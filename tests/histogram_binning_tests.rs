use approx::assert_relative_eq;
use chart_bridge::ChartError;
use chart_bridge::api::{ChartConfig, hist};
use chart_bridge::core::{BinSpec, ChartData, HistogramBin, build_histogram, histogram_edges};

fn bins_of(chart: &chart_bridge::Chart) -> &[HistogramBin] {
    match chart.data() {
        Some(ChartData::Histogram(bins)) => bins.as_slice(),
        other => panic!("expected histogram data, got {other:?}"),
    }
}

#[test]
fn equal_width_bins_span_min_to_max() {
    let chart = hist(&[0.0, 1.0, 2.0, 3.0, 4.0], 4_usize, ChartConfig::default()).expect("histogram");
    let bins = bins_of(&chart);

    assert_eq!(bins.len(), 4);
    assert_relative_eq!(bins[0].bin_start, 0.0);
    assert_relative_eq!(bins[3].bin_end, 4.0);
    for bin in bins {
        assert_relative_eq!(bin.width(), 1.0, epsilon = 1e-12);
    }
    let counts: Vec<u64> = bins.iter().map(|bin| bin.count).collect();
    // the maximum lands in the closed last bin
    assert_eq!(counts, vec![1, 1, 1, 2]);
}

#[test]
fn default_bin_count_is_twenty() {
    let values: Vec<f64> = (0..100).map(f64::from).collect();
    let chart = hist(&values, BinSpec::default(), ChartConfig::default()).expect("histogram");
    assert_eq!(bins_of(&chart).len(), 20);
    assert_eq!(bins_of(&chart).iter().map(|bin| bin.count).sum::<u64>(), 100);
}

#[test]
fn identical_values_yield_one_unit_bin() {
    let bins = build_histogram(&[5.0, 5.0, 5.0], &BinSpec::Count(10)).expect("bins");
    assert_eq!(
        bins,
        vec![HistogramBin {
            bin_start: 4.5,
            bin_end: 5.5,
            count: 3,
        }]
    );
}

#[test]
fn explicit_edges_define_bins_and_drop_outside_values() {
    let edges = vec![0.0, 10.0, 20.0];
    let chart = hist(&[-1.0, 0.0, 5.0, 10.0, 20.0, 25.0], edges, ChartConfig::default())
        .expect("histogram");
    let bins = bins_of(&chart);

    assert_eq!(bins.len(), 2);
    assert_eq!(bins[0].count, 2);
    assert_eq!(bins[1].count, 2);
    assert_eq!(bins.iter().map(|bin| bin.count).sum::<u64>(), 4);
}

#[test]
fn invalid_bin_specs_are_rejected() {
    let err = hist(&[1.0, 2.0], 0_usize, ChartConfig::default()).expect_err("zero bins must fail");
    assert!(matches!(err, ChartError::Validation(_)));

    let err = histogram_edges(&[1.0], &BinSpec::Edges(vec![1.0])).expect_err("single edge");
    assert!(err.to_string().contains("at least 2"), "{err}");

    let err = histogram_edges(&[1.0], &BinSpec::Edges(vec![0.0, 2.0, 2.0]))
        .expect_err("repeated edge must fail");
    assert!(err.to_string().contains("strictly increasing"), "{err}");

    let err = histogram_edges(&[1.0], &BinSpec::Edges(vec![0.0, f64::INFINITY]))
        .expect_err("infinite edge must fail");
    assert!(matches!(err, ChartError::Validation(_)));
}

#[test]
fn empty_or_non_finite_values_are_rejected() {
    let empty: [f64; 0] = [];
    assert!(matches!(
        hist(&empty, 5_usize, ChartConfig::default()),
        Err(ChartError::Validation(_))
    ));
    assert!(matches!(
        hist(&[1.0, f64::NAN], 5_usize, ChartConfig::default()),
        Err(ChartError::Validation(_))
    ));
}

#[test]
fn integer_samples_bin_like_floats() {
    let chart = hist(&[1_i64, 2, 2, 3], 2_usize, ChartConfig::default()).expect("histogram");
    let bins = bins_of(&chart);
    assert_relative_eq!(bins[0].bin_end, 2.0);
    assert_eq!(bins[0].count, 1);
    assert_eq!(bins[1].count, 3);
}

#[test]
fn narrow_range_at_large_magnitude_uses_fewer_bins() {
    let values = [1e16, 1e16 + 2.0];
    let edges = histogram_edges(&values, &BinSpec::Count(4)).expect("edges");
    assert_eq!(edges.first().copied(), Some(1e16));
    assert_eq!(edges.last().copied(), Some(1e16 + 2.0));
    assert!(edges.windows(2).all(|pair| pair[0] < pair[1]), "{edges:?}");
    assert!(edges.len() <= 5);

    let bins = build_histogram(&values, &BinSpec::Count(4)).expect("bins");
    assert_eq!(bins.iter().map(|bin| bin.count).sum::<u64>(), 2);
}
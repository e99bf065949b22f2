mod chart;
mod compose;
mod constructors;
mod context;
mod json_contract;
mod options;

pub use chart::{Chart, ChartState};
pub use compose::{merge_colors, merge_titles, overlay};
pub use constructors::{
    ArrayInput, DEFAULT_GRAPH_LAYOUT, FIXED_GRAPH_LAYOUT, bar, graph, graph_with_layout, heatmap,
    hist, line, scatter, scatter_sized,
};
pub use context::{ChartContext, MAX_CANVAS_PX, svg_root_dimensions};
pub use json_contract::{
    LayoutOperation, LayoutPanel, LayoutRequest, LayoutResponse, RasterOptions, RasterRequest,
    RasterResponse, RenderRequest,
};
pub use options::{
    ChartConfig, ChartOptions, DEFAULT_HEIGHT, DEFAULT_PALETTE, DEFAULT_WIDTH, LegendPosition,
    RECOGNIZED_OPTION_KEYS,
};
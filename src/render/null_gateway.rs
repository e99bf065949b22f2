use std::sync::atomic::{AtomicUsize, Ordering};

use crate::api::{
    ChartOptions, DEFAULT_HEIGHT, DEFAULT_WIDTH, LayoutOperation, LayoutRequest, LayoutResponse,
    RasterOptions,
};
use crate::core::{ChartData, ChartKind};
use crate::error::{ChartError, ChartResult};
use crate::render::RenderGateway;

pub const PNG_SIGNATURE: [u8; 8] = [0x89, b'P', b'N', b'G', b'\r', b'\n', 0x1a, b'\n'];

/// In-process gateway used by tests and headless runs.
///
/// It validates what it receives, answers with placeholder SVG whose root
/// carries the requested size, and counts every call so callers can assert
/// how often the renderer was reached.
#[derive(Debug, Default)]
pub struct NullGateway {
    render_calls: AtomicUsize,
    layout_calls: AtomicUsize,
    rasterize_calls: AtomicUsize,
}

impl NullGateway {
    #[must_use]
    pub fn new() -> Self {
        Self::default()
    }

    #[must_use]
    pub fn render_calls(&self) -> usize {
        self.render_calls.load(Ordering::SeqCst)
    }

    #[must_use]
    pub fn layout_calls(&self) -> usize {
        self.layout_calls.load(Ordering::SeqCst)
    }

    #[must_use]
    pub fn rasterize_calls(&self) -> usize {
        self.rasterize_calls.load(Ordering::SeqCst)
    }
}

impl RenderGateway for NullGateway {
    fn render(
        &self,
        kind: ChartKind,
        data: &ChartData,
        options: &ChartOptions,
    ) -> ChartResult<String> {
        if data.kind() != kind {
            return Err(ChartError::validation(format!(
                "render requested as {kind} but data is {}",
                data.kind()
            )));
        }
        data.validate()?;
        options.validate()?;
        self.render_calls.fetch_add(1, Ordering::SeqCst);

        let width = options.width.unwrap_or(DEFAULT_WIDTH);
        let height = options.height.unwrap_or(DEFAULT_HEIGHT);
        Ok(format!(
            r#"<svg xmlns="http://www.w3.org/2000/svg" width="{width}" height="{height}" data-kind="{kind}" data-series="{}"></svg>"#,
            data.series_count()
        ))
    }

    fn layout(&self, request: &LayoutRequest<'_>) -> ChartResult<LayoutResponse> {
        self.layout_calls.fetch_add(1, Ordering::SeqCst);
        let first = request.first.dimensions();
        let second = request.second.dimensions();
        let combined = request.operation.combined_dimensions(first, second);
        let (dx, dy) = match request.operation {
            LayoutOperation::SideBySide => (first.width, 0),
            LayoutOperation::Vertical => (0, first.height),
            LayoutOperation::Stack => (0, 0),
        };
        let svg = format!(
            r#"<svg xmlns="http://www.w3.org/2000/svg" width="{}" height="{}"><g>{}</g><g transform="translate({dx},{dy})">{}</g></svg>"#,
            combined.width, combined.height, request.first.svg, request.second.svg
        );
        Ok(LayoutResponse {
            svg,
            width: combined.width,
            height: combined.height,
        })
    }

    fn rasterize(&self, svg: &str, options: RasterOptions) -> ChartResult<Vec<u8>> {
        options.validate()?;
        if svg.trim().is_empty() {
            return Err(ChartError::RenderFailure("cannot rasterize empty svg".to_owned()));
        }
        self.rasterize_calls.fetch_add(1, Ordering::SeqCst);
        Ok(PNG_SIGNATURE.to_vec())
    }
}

▶ _The problem_: Copy out every line in the records where the word "ChartResult" is found.

▶ _Solution to the problem_:
use crate::error::{ChartError, ChartResult};
    ) -> ChartResult<String> {
    fn layout(&self, request: &LayoutRequest<'_>) -> ChartResult<LayoutResponse> {
    fn rasterize(&self, svg: &str, options: RasterOptions) -> ChartResult<Vec<u8>> {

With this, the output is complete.